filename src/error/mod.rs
//! Error handling module for SplitX
//!
//! These are adapter-level failures: what the media engine, the delivery
//! surface or the config loader report. The application layer wraps them into
//! [`crate::domain::errors::DomainError`] before they reach a caller.

use thiserror::Error;

/// Main error type for SplitX adapters
#[derive(Error, Debug)]
pub enum SplitXError {
    /// Input file not found or inaccessible
    #[error("Input file not found: {path}")]
    InputFileNotFound { path: String },

    /// FFmpeg initialization error
    #[error("Failed to initialize FFmpeg: {message}")]
    FFmpegInitError { message: String },

    /// Media probe error
    #[error("Failed to probe media file: {message}")]
    ProbeError { message: String },

    /// Stream-copy cut error
    #[error("Clipping operation failed: {message}")]
    ClippingError { message: String },

    /// Named entry is not present in the engine workspace
    #[error("Workspace entry not found: {name}")]
    WorkspaceEntryMissing { name: String },

    /// Delivery handle was never issued or was already released
    #[error("Unknown delivery handle: {id}")]
    UnknownDeliveryHandle { id: u64 },

    /// Configuration error
    #[error("Configuration error: {message}")]
    ConfigError { message: String },

    /// Background task failed to complete
    #[error("Background task failed: {message}")]
    TaskError { message: String },

    /// I/O error
    #[error("I/O error: {0}")]
    IoError(#[from] std::io::Error),

    /// FFmpeg error
    #[error("FFmpeg error: {0}")]
    FFmpegError(#[from] ffmpeg_next::Error),
}

/// Result type alias for SplitX adapter operations
pub type SplitXResult<T> = std::result::Result<T, SplitXError>;
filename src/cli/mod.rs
//! CLI module for SplitX
//!
//! This module handles command-line argument parsing and command execution.

use std::path::PathBuf;

use clap::{Parser, Subcommand};

pub mod args;
pub mod commands;

/// SplitX video splitter
///
/// Splits a video into fixed-length clips with lossless stream copy.
#[derive(Parser)]
#[command(name = "splitter")]
#[command(about = "SplitX - Split a video into fixed-length clips without re-encoding")]
#[command(version)]
#[command(long_about = None)]
pub struct Cli {
    /// Logging level (RUST_LOG takes precedence)
    #[arg(long, global = true)]
    pub log_level: Option<String>,

    /// Emit logs as JSON
    #[arg(long, global = true)]
    pub log_json: bool,

    /// Configuration file (defaults to ./splitter.toml when present)
    #[arg(long, global = true, env = "SPLITTER_CONFIG")]
    pub config: Option<PathBuf>,

    /// The command to execute
    #[command(subcommand)]
    pub command: Commands,
}

/// Available commands
#[derive(Subcommand)]
pub enum Commands {
    /// Show how a video would be split
    Plan(args::PlanArgs),
    /// Cut segments and save them to the output directory
    Split(args::SplitArgs),
}
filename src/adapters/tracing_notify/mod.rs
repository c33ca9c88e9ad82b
// Tracing notifier - Lifecycle events as structured logs, optionally forwarded on a channel

use tokio::sync::mpsc::{self, UnboundedReceiver, UnboundedSender};
use tracing::{debug, error, info, warn};

use crate::domain::model::*;
use crate::ports::*;

/// Event sink that logs every lifecycle event and can forward it to a listener
pub struct TracingNotifier {
    sender: Option<UnboundedSender<EventRecord>>,
}

impl TracingNotifier {
    /// Log-only notifier
    pub fn new() -> Self {
        Self { sender: None }
    }

    /// Notifier that also forwards timestamped events to the returned receiver
    pub fn with_channel() -> (Self, UnboundedReceiver<EventRecord>) {
        let (sender, receiver) = mpsc::unbounded_channel();
        (
            Self {
                sender: Some(sender),
            },
            receiver,
        )
    }

    fn log(event: &LifecycleEvent) {
        match event {
            LifecycleEvent::LoadingStarted { name } => info!(file = %name, "Loading ..."),
            LifecycleEvent::LoadFailed { reason } => warn!(reason = %reason, "Load failed"),
            LifecycleEvent::ProcessingStarted { segment_id } => {
                debug!(segment_id, "Processing started")
            }
            LifecycleEvent::ProcessingSucceeded { segment_id } => {
                info!(segment_id, "Processing completed")
            }
            LifecycleEvent::ProcessingFailed { segment_id, reason } => {
                error!(segment_id, reason = %reason, "Processing failed")
            }
        }
    }
}

impl Default for TracingNotifier {
    fn default() -> Self {
        Self::new()
    }
}

impl EventSink for TracingNotifier {
    fn emit(&self, event: LifecycleEvent) {
        Self::log(&event);
        if let Some(sender) = &self.sender {
            // A dropped receiver only means nobody is listening any more.
            let _ = sender.send(EventRecord::now(event));
        }
    }
}

#[cfg(test)]
mod tests {
    use super::*;

    #[test]
    fn test_channel_forwards_events_in_order() {
        let (notifier, mut receiver) = TracingNotifier::with_channel();
        notifier.emit(LifecycleEvent::ProcessingStarted { segment_id: 0 });
        notifier.emit(LifecycleEvent::ProcessingSucceeded { segment_id: 0 });

        let first = receiver.try_recv().unwrap();
        let second = receiver.try_recv().unwrap();
        assert_eq!(first.event, LifecycleEvent::ProcessingStarted { segment_id: 0 });
        assert_eq!(second.event, LifecycleEvent::ProcessingSucceeded { segment_id: 0 });
        assert!(first.at <= second.at);
    }

    #[test]
    fn test_emit_survives_dropped_receiver() {
        let (notifier, receiver) = TracingNotifier::with_channel();
        drop(receiver);
        notifier.emit(LifecycleEvent::LoadFailed {
            reason: "gone".to_string(),
        });
        TracingNotifier::new().emit(LifecycleEvent::LoadingStarted {
            name: "clip.mp4".to_string(),
        });
    }
}
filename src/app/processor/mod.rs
// Segment processor - Materializes one segment at a time and delivers it

use std::sync::atomic::{AtomicBool, Ordering};
use std::sync::Arc;

use parking_lot::Mutex;
use tracing::{debug, info, warn};

use crate::domain::errors::DomainError;
use crate::domain::model::*;
use crate::ports::*;

struct ProcessorState {
    plan: SegmentPlan,
    artifact: Option<ProducedArtifact>,
}

/// Releases the processing gate when dropped
struct GateGuard<'a> {
    flag: &'a AtomicBool,
}

impl Drop for GateGuard<'_> {
    fn drop(&mut self) {
        self.flag.store(false, Ordering::Release);
    }
}

/// Orchestrates the media engine for a fixed plan
///
/// Holds at most one produced artifact. Every operation that touches the engine
/// workspace goes through a single gate; a call made while the gate is held is
/// rejected with [`DomainError::Busy`] and changes nothing.
pub struct SegmentProcessor {
    engine: Arc<dyn MediaEnginePort>,
    delivery: Arc<dyn DeliveryPort>,
    events: Arc<dyn EventSink>,
    state: Mutex<ProcessorState>,
    in_flight: AtomicBool,
}

impl SegmentProcessor {
    /// Create a processor with injected engine, delivery and event ports
    pub fn new(
        engine: Arc<dyn MediaEnginePort>,
        delivery: Arc<dyn DeliveryPort>,
        events: Arc<dyn EventSink>,
    ) -> Self {
        Self {
            engine,
            delivery,
            events,
            state: Mutex::new(ProcessorState {
                plan: SegmentPlan::default(),
                artifact: None,
            }),
            in_flight: AtomicBool::new(false),
        }
    }

    fn acquire_gate(&self) -> Result<GateGuard<'_>, DomainError> {
        self.in_flight
            .compare_exchange(false, true, Ordering::AcqRel, Ordering::Acquire)
            .map_err(|_| DomainError::Busy)?;
        Ok(GateGuard {
            flag: &self.in_flight,
        })
    }

    /// Whether an operation currently holds the gate
    pub fn is_processing(&self) -> bool {
        self.in_flight.load(Ordering::Acquire)
    }

    /// Snapshot of the current plan
    pub fn plan(&self) -> SegmentPlan {
        self.state.lock().plan.clone()
    }

    /// Snapshot of the current segments and their statuses
    pub fn segments(&self) -> Vec<Segment> {
        self.state.lock().plan.segments.clone()
    }

    pub fn status_of(&self, segment_id: usize) -> Option<SegmentStatus> {
        self.state.lock().plan.get(segment_id).map(|s| s.status)
    }

    /// Segment whose artifact currently occupies the cache slot
    pub fn artifact_segment(&self) -> Option<usize> {
        self.state.lock().artifact.as_ref().map(|a| a.segment_id)
    }

    /// Replace the plan, releasing the cached artifact first
    ///
    /// If the release fails the old plan and artifact are kept.
    pub async fn install_plan(&self, plan: SegmentPlan) -> Result<(), DomainError> {
        let _gate = self.acquire_gate()?;
        self.evict().await?;

        debug!(
            input = %plan.input_name,
            segments = plan.len(),
            "Installing segment plan"
        );
        self.state.lock().plan = plan;
        Ok(())
    }

    /// Release the cached artifact and drop the plan
    pub async fn reset(&self) -> Result<(), DomainError> {
        self.install_plan(SegmentPlan::default()).await
    }

    /// Cut one segment and deliver it
    pub async fn request_process(&self, segment_id: usize) -> Result<Delivery, DomainError> {
        let _gate = self.acquire_gate()?;

        let request = {
            let state = self.state.lock();
            let segment = state
                .plan
                .get(segment_id)
                .ok_or(DomainError::UnknownSegment(segment_id))?;
            CutRequest::for_segment(&state.plan.input_name, segment)
        };

        info!(
            segment_id,
            output = %request.output_name,
            from = request.from_seconds,
            to = request.to_seconds,
            "Processing segment"
        );

        if let Err(e) = self.evict().await {
            self.events.emit(LifecycleEvent::ProcessingFailed {
                segment_id,
                reason: e.to_string(),
            });
            return Err(e);
        }

        self.mark_processing(segment_id);
        self.events
            .emit(LifecycleEvent::ProcessingStarted { segment_id });

        match self.engine.cut(&request).await {
            Ok(()) => {
                {
                    let mut state = self.state.lock();
                    if let Some(segment) = state.plan.get_mut(segment_id) {
                        segment.status = SegmentStatus::Processed;
                    }
                    state.artifact = Some(ProducedArtifact {
                        segment_id,
                        output_name: request.output_name.clone(),
                        delivery: None,
                    });
                }
                info!(segment_id, output = %request.output_name, "Segment processed");
                self.events
                    .emit(LifecycleEvent::ProcessingSucceeded { segment_id });

                self.deliver_cached(segment_id).await
            }
            Err(e) => {
                {
                    let mut state = self.state.lock();
                    if let Some(segment) = state.plan.get_mut(segment_id) {
                        segment.status = SegmentStatus::Pending;
                    }
                }
                let reason = e.to_string();
                warn!(segment_id, error = %reason, "Segment processing failed");
                self.events.emit(LifecycleEvent::ProcessingFailed {
                    segment_id,
                    reason: reason.clone(),
                });
                Err(DomainError::ProcessingFailure { segment_id, reason })
            }
        }
    }

    /// Deliver an already processed segment again without re-cutting it
    pub async fn deliver(&self, segment_id: usize) -> Result<Delivery, DomainError> {
        let _gate = self.acquire_gate()?;
        self.deliver_cached(segment_id).await
    }

    /// Target becomes Processing; only one segment may show as Processed at a time
    fn mark_processing(&self, segment_id: usize) {
        let mut state = self.state.lock();
        for segment in state.plan.segments.iter_mut() {
            if segment.id == segment_id {
                segment.status = SegmentStatus::Processing;
            } else if segment.status == SegmentStatus::Processed {
                segment.status = SegmentStatus::Pending;
            }
        }
    }

    /// Release the delivery handle and the workspace output of the cached artifact
    async fn evict(&self) -> Result<(), DomainError> {
        let cached = self.state.lock().artifact.clone();
        let artifact = match cached {
            Some(artifact) => artifact,
            None => return Ok(()),
        };

        if let Some(handle) = &artifact.delivery {
            if let Err(e) = self.delivery.release(handle).await {
                warn!(
                    segment_id = artifact.segment_id,
                    error = %e,
                    "Failed to release delivery handle"
                );
                return Err(DomainError::EvictionFailure {
                    held_segment_id: artifact.segment_id,
                    reason: e.to_string(),
                });
            }
            let mut state = self.state.lock();
            if let Some(held) = state.artifact.as_mut() {
                held.delivery = None;
            }
        }

        if let Err(e) = self.engine.remove_output(&artifact.output_name).await {
            warn!(
                segment_id = artifact.segment_id,
                output = %artifact.output_name,
                error = %e,
                "Failed to remove workspace output"
            );
            return Err(DomainError::EvictionFailure {
                held_segment_id: artifact.segment_id,
                reason: e.to_string(),
            });
        }

        self.state.lock().artifact = None;
        debug!(
            segment_id = artifact.segment_id,
            output = %artifact.output_name,
            "Evicted artifact"
        );
        Ok(())
    }

    async fn deliver_cached(&self, segment_id: usize) -> Result<Delivery, DomainError> {
        let (output_name, media_type, previous) = {
            let state = self.state.lock();
            let segment = state
                .plan
                .get(segment_id)
                .ok_or(DomainError::UnknownSegment(segment_id))?;
            if segment.status != SegmentStatus::Processed {
                return Err(DomainError::ArtifactUnavailable {
                    segment_id,
                    reason: format!("segment is {}", segment.status),
                });
            }
            match &state.artifact {
                Some(artifact) if artifact.segment_id == segment_id => (
                    artifact.output_name.clone(),
                    state.plan.media_type.clone(),
                    artifact.delivery.clone(),
                ),
                _ => {
                    return Err(DomainError::ArtifactUnavailable {
                        segment_id,
                        reason: "output is no longer in the workspace".to_string(),
                    })
                }
            }
        };

        let bytes = self
            .engine
            .read_output(&output_name)
            .await
            .map_err(|e| DomainError::ArtifactUnavailable {
                segment_id,
                reason: e.to_string(),
            })?;

        if let Some(handle) = previous {
            self.delivery
                .release(&handle)
                .await
                .map_err(|e| DomainError::EvictionFailure {
                    held_segment_id: segment_id,
                    reason: e.to_string(),
                })?;
            let mut state = self.state.lock();
            if let Some(held) = state.artifact.as_mut() {
                held.delivery = None;
            }
        }

        let size_bytes = bytes.len() as u64;
        let handle = self
            .delivery
            .offer(bytes, &output_name, &media_type)
            .await
            .map_err(|e| {
                warn!(segment_id, error = %e, "Delivery failed, artifact kept");
                DomainError::DeliveryFailure {
                    segment_id,
                    reason: e.to_string(),
                }
            })?;

        {
            let mut state = self.state.lock();
            if let Some(held) = state.artifact.as_mut() {
                held.delivery = Some(handle.clone());
            }
        }

        info!(
            segment_id,
            file = %output_name,
            size_bytes,
            location = %handle.location,
            "Segment delivered"
        );

        Ok(Delivery {
            segment_id,
            file_name: output_name,
            media_type,
            size_bytes,
            handle,
        })
    }
}
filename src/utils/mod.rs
//! Utility functions and helpers

pub mod time;
// Domain rules - Segment planning and file naming policies

use crate::domain::model::*;

/// Known video container extensions and the media type delivered for each
const VIDEO_MEDIA_TYPES: &[(&str, &str)] = &[
    ("mp4", "video/mp4"),
    ("m4v", "video/x-m4v"),
    ("mov", "video/quicktime"),
    ("mkv", "video/x-matroska"),
    ("webm", "video/webm"),
    ("avi", "video/x-msvideo"),
    ("wmv", "video/x-ms-wmv"),
    ("flv", "video/x-flv"),
    ("ts", "video/mp2t"),
    ("mts", "video/mp2t"),
    ("m2ts", "video/mp2t"),
    ("mpg", "video/mpeg"),
    ("mpeg", "video/mpeg"),
    ("3gp", "video/3gpp"),
    ("ogv", "video/ogg"),
];

/// Split a file name on its last `.` into `(base, extension)`
///
/// A name without a dot has an empty extension. Earlier dots stay in the base.
pub fn split_file_name(name: &str) -> (&str, &str) {
    match name.rsplit_once('.') {
        Some((base, extension)) => (base, extension),
        None => (name, ""),
    }
}

/// Media type for a video file name, or `None` if it is not a known video type
pub fn media_type_for(name: &str) -> Option<&'static str> {
    let (_, extension) = split_file_name(name);
    if extension.is_empty() {
        return None;
    }
    let extension = extension.to_ascii_lowercase();
    VIDEO_MEDIA_TYPES
        .iter()
        .find(|(known, _)| *known == extension)
        .map(|(_, media_type)| *media_type)
}

/// Output name of the segment with the given 0-based ordinal
pub fn segment_output_name(source_name: &str, ordinal: usize) -> String {
    let (base, extension) = split_file_name(source_name);
    if extension.is_empty() {
        format!("{}-{}", base, ordinal + 1)
    } else {
        format!("{}-{}.{}", base, ordinal + 1, extension)
    }
}

/// Slice a source into contiguous segments of `interval` length
///
/// Returns an empty plan while the duration is unknown. The last segment is
/// clamped to the duration and may be shorter than the interval.
pub fn plan_segments(source: &MediaSource, interval: SplitInterval) -> Vec<Segment> {
    if !source.has_duration() {
        return Vec::new();
    }

    let duration = source.duration_seconds;
    let step = f64::from(interval.seconds());
    let segment_count = (duration / step).ceil() as usize;

    (0..segment_count)
        .map(|i| {
            let from_seconds = i as f64 * step;
            let to_seconds = ((i + 1) as f64 * step).min(duration);
            Segment {
                id: i,
                from_seconds,
                to_seconds,
                output_name: segment_output_name(&source.name, i),
                status: SegmentStatus::Pending,
            }
        })
        .collect()
}

/// Build the full plan for a source, including the engine input name and media type
pub fn plan_for_source(source: &MediaSource, interval: SplitInterval) -> SegmentPlan {
    let media_type = media_type_for(&source.name).unwrap_or("application/octet-stream");
    SegmentPlan::new(
        source.name.clone(),
        media_type,
        plan_segments(source, interval),
    )
}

________________________

## PROBLEM TO SOLVE
Whenever a line in the entries above includes the word "match", pull that line out.

## RESULT OF THIS EXERCISE
        match event {
        match self.engine.cut(&request).await {
        let artifact = match cached {
            match &state.artifact {
    match name.rsplit_once('.') {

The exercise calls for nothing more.